I have a collection of static HTML pages (~10k pages) generated by some application over which I have no control. These pages are served by NginX from a location block.

Pages may contain sensitive data. I would like to be able to block page display depending on user identity and "flags" in the page.

These flags can be implemented by a <meta name=keyword content="flag1 flag2 flagn"> element. When such an element is present, "credentials" should be checked.

My idea is to scan the request response before letting it be returned to the user. For this, I need

  • a way to pass the full response (header + body) to some custom code so that the <head> element can be parsed If there are no flags, the response is returned unaltered
    If there are flags and user has no credentials, he is asked to identify himself
    If there are flags and user has right to see, the response is returned unaltered
    If there are flags and user has no right to see, an error page is returned instead of the response


    Eventually, the flag <meta> element is erased to avoid leaking filter hints.

  • some way to pass to this user code information about the current credentials (user name, challenge value, any useful information like identification time-stamp, …)

The user code would rely on a "database" (this term doesn't necessarily imply the use of a true DB engine) containing user privileges and implement a timeout function.

Can the user code be implemented as a FastCGI script? If so, what are the directives to pass it the full response?

Preliminary trials

Presently user identification can't be conditional: when auth_basic is enabled in a location, users must identify themselves, even to access public pages. I can mitigate this by having a guest/guest user/password but I can't have a warning page before requesting credentials.

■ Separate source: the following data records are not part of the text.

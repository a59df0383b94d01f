//! Fan-out/fan-in of one benefit request across the four backends.
//!
//! One [`Task`] is spawned per workflow the moment a request arrives. The
//! tasks are then folded pairwise, in a fixed order, into a single combined
//! task: guide first, good_rx second, gaps_in_care last. Each fold itself
//! returns a task, so folding never blocks the request handler; only the
//! final await does.

use std::sync::Arc;

use crate::combine;
use crate::config::Config;
use crate::error::WorkflowError;
use crate::log::{scoped, stage, EventSink};
use crate::task::Task;
use crate::workflow::{self, WorkflowSet};

/// Event scope for the orchestration layer itself.
pub const MANAGER: &str = "manage_pbm_requests";

type FoldResult = Result<String, WorkflowError>;

pub struct Orchestrator {
    workflows: WorkflowSet,
    sink: Arc<dyn EventSink>,
    separator: String,
}

impl Orchestrator {
    pub fn new(
        workflows: WorkflowSet,
        sink: Arc<dyn EventSink>,
        separator: impl Into<String>,
    ) -> Self {
        Self {
            workflows,
            sink,
            separator: separator.into(),
        }
    }

    /// Build the standard PBM fan-out from configuration.
    pub fn from_config(config: &Config, sink: Arc<dyn EventSink>) -> Self {
        let workflows = WorkflowSet::pbm(config, Arc::clone(&sink));
        Self::new(workflows, sink, config.separator.clone())
    }

    /// Fan `request` out to all four workflows and fold their answers into
    /// one response.
    ///
    /// The guide and good_rx paths are awaited to completion; gaps_in_care
    /// contributes only if it has settled by the time the rest of the chain
    /// has, and is abandoned otherwise. A preferred-path failure fails the
    /// whole request; supplemental failures are absorbed.
    pub async fn handle(&self, request: &str) -> FoldResult {
        self.sink
            .emit(&scoped(MANAGER, stage::REQUEST_RECEIVED), request);

        let preferred = Task::spawn(self.workflows.preferred.call(request));
        let guide = Task::spawn(self.workflows.guide.call(request));
        let good_rx = Task::spawn(self.workflows.good_rx.call(request));
        let gaps_in_care = Task::spawn(self.workflows.gaps_in_care.call(request));
        self.sink.emit(&scoped(MANAGER, stage::REQUEST_SENT), request);

        let combined = combine::compose(self.guide_policy(), &preferred, &guide);
        let combined = combine::compose(self.either_policy(), &combined, &good_rx);
        let combined = {
            let sink = Arc::clone(&self.sink);
            let abandoned = scoped(workflow::GAPS_IN_CARE, stage::REQUEST_ABANDONED);
            combine::fold_if_complete(self.guide_policy(), &combined, &gaps_in_care, move || {
                sink.emit(&abandoned, "")
            })
        };

        let folded = combined.join().await;
        // The preferred path's verdict outranks anything a supplemental fold
        // salvaged. Already settled; this join returns immediately.
        let response = match preferred.join().await {
            Err(failure) => Err(failure),
            Ok(_) => folded,
        };

        match response {
            Ok(response) => {
                self.sink
                    .emit(&scoped(MANAGER, stage::RESPONSE_RECEIVED), &response);
                Ok(response)
            }
            Err(failure) => {
                self.sink
                    .emit(&scoped(MANAGER, stage::REQUEST_FAILED), &failure.to_string());
                Err(failure)
            }
        }
    }

    fn join_values(&self) -> impl FnOnce(String, String) -> String + Send + 'static {
        let separator = self.separator.clone();
        move |a, b| format!("{a}{separator}{b}")
    }

    /// Both-or-preferred merge closed over this orchestrator's separator.
    fn guide_policy(&self) -> impl FnOnce(FoldResult, FoldResult) -> FoldResult + Send + 'static {
        let join = self.join_values();
        move |preferred, supplemental| combine::both_or_preferred(preferred, supplemental, join)
    }

    /// Both-or-either merge closed over this orchestrator's separator.
    fn either_policy(&self) -> impl FnOnce(FoldResult, FoldResult) -> FoldResult + Send + 'static {
        let join = self.join_values();
        move |preferred, supplemental| combine::both_or_either(preferred, supplemental, join)
    }
}
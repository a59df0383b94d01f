use serde::{Deserialize, Serialize};
use std::fs;
use std::path::{Path, PathBuf};
use std::time::Duration;

use crate::error::{Error, Result};

#[derive(Debug, Clone, Serialize, Deserialize)]
pub struct Config {
    /// Separator placed between joined workflow responses.
    #[serde(default = "default_separator")]
    pub separator: String,
    #[serde(default)]
    pub latency: Latency,
    /// Append workflow events to this file when set.
    pub log_file: Option<String>,
}

impl Default for Config {
    fn default() -> Self {
        Self {
            separator: default_separator(),
            latency: Latency::default(),
            log_file: None,
        }
    }
}

fn default_separator() -> String {
    ", ".to_string()
}

/// Simulated transport delay for each backend.
///
/// The guide workflow carries no delay of its own; it rides the preferred
/// workflow's transport leg.
#[derive(Debug, Clone, Copy, Serialize, Deserialize)]
pub struct Latency {
    #[serde(default = "default_preferred_ms")]
    pub preferred_ms: u64,
    #[serde(default = "default_good_rx_ms")]
    pub good_rx_ms: u64,
    #[serde(default = "default_gaps_in_care_ms")]
    pub gaps_in_care_ms: u64,
}

impl Default for Latency {
    fn default() -> Self {
        Self {
            preferred_ms: default_preferred_ms(),
            good_rx_ms: default_good_rx_ms(),
            gaps_in_care_ms: default_gaps_in_care_ms(),
        }
    }
}

fn default_preferred_ms() -> u64 {
    300
}

fn default_good_rx_ms() -> u64 {
    200
}

fn default_gaps_in_care_ms() -> u64 {
    400
}

impl Latency {
    pub fn preferred(&self) -> Duration {
        Duration::from_millis(self.preferred_ms)
    }

    pub fn good_rx(&self) -> Duration {
        Duration::from_millis(self.good_rx_ms)
    }

    pub fn gaps_in_care(&self) -> Duration {
        Duration::from_millis(self.gaps_in_care_ms)
    }
}

impl Config {
    pub fn rxfan_dir() -> Result<PathBuf> {
        Ok(dirs::home_dir().ok_or(Error::NoHomeDir)?.join(".rxfan"))
    }

    pub fn config_path() -> Result<PathBuf> {
        Ok(Self::rxfan_dir()?.join("rxfan.toml"))
    }

    pub fn load() -> Result<Self> {
        let path = Self::config_path()?;
        if !path.exists() {
            return Ok(Self::default());
        }
        Self::load_from(&path)
    }

    pub fn load_from(path: &Path) -> Result<Self> {
        Ok(toml::from_str(&fs::read_to_string(path)?)?)
    }

    pub fn save(&self) -> Result<()> {
        let dir = Self::rxfan_dir()?;
        if !dir.exists() {
            fs::create_dir_all(&dir)?;
        }
        fs::write(Self::config_path()?, toml::to_string_pretty(self)?)?;
        Ok(())
    }
}
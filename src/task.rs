//! Handles to asynchronously running computations.
//!
//! A [`Task`] wraps a computation spawned onto the runtime the moment the
//! handle is created. It settles exactly once to a `Result` and can be
//! observed two ways: a non-blocking [`Task::is_complete`] check, and an
//! awaiting [`Task::join`] that any number of observers may call
//! concurrently.

use std::fmt;
use std::future::Future;
use std::panic::AssertUnwindSafe;
use std::sync::atomic::{AtomicBool, Ordering};
use std::sync::Arc;

use futures::future::{BoxFuture, Shared};
use futures::FutureExt;

/// An unexpected fault inside a task's computation: a panic, or an execution
/// unit dropped by the runtime before it could settle.
///
/// Faults are converted into the caller's error type via `E: From<Fault>`,
/// so a task is never left unsettled forever.
#[derive(Debug, Clone, PartialEq, Eq)]
pub struct Fault(String);

impl Fault {
    pub fn new(reason: impl Into<String>) -> Self {
        Self(reason.into())
    }

    /// Extract a readable reason from a panic payload.
    fn from_panic(payload: &(dyn std::any::Any + Send)) -> Self {
        let reason = payload
            .downcast_ref::<&str>()
            .map(|s| s.to_string())
            .or_else(|| payload.downcast_ref::<String>().cloned())
            .unwrap_or_else(|| "task panicked".to_string());
        Self(reason)
    }

    pub fn reason(&self) -> &str {
        &self.0
    }
}

impl fmt::Display for Fault {
    fn fmt(&self, f: &mut fmt::Formatter<'_>) -> fmt::Result {
        write!(f, "{}", self.0)
    }
}

/// A handle to a computation that will eventually settle to a
/// `Result<V, E>`.
///
/// The computation starts running as soon as the handle is created; there is
/// no separate start step. Cloning the handle is cheap and shares the
/// underlying result slot. Dropping every handle does **not** cancel the
/// computation; it runs to completion and its result is discarded.
pub struct Task<V, E> {
    /// Written by the execution unit itself, readable without touching the
    /// result slot.
    settled: Arc<AtomicBool>,
    /// Single-write, multi-read result slot.
    result: Shared<BoxFuture<'static, Result<V, E>>>,
}

impl<V, E> Clone for Task<V, E> {
    fn clone(&self) -> Self {
        Self {
            settled: Arc::clone(&self.settled),
            result: self.result.clone(),
        }
    }
}

impl<V, E> fmt::Debug for Task<V, E> {
    fn fmt(&self, f: &mut fmt::Formatter<'_>) -> fmt::Result {
        f.debug_struct("Task")
            .field("settled", &self.settled.load(Ordering::Relaxed))
            .finish_non_exhaustive()
    }
}

impl<V, E> Task<V, E>
where
    V: Clone + Send + Sync + 'static,
    E: Clone + Send + Sync + From<Fault> + 'static,
{
    /// Schedule `compute` onto the runtime immediately and return a handle
    /// to its eventual result. Never blocks the caller.
    ///
    /// A panic inside `compute` settles the task to `Err(Fault)` rather
    /// than tearing down the execution unit silently.
    ///
    /// # Panics
    ///
    /// Panics if called outside the context of a tokio runtime.
    pub fn spawn<F>(compute: F) -> Self
    where
        F: Future<Output = Result<V, E>> + Send + 'static,
    {
        let settled = Arc::new(AtomicBool::new(false));
        let flag = Arc::clone(&settled);
        let handle = tokio::spawn(async move {
            let result = match AssertUnwindSafe(compute).catch_unwind().await {
                Ok(result) => result,
                Err(payload) => Err(E::from(Fault::from_panic(payload.as_ref()))),
            };
            flag.store(true, Ordering::Release);
            result
        });
        let result = async move {
            match handle.await {
                Ok(result) => result,
                // The runtime dropped the execution unit before it settled.
                Err(join_err) => Err(E::from(Fault::new(join_err.to_string()))),
            }
        }
        .boxed()
        .shared();
        Self { settled, result }
    }

    /// Wrap an already-settled result in a completed task.
    pub fn ready(result: Result<V, E>) -> Self {
        Self {
            settled: Arc::new(AtomicBool::new(true)),
            result: async move { result }.boxed().shared(),
        }
    }

    /// Non-blocking completion check.
    pub fn is_complete(&self) -> bool {
        self.settled.load(Ordering::Acquire)
    }

    /// Wait until the task settles, then return its result.
    ///
    /// Safe for any number of concurrent observers; every caller sees the
    /// same settled result.
    pub async fn join(&self) -> Result<V, E> {
        self.result.clone().await
    }

    /// Derive a task whose success value is `f` applied to this task's
    /// success value. The continuation runs on a new execution unit; the
    /// caller is not blocked.
    pub fn map<V2, F>(&self, f: F) -> Task<V2, E>
    where
        V2: Clone + Send + Sync + 'static,
        F: FnOnce(V) -> V2 + Send + 'static,
    {
        let inner = self.clone();
        Task::spawn(async move { inner.join().await.map(f) })
    }

    /// Derive a task by chaining `f` onto this task's success value. Like
    /// [`Task::map`], the continuation runs on a new execution unit.
    pub fn and_then<V2, F, Fut>(&self, f: F) -> Task<V2, E>
    where
        V2: Clone + Send + Sync + 'static,
        F: FnOnce(V) -> Fut + Send + 'static,
        Fut: Future<Output = Result<V2, E>> + Send + 'static,
    {
        let inner = self.clone();
        Task::spawn(async move {
            match inner.join().await {
                Ok(value) => f(value).await,
                Err(err) => Err(err),
            }
        })
    }
}
pub mod combine;
pub mod config;
pub mod error;
pub mod log;
pub mod orchestrator;
pub mod task;
pub mod workflow;

pub use config::Config;
pub use error::{Error, Result, WorkflowError};
pub use orchestrator::Orchestrator;
pub use task::{Fault, Task};
use thiserror::Error;

use crate::task::Fault;

#[derive(Error, Debug)]
pub enum Error {
    #[error("IO error: {0}")]
    Io(#[from] std::io::Error),

    #[error("JSON error: {0}")]
    Json(#[from] serde_json::Error),

    #[error("TOML parse error: {0}")]
    TomlParse(#[from] toml::de::Error),

    #[error("TOML serialize error: {0}")]
    TomlSerialize(#[from] toml::ser::Error),

    #[error("No home directory")]
    NoHomeDir,

    #[error(transparent)]
    Workflow(#[from] WorkflowError),
}

pub type Result<T> = std::result::Result<T, Error>;

/// A failure on the data path: a backend workflow rejected or mishandled a
/// request, or its execution unit faulted.
///
/// Cloneable: a settled result is observed by any number of readers.
#[derive(Error, Debug, Clone, PartialEq, Eq)]
pub enum WorkflowError {
    #[error("malformed request: {0}")]
    MalformedRequest(String),

    #[error("{workflow} failed: {reason}")]
    Backend { workflow: String, reason: String },

    #[error("task fault: {0}")]
    Fault(String),
}

impl From<Fault> for WorkflowError {
    fn from(fault: Fault) -> Self {
        WorkflowError::Fault(fault.reason().to_string())
    }
}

So, authentication is always required. Afterwards, an Authorization: Basic some_hash header is sent with the request. This hash needs to be captured when authentication occurs for future access to privilege properties of users.

How can I do it?

I am aware that in the present state, this specification offers no real security at all (vulnerable to replay attacks among others). I want to create a proof of concept before going further. Does my goal make sense?

Is there a simpler way to handle it? XSLT? (though the current user credentials must be fed into the patterns)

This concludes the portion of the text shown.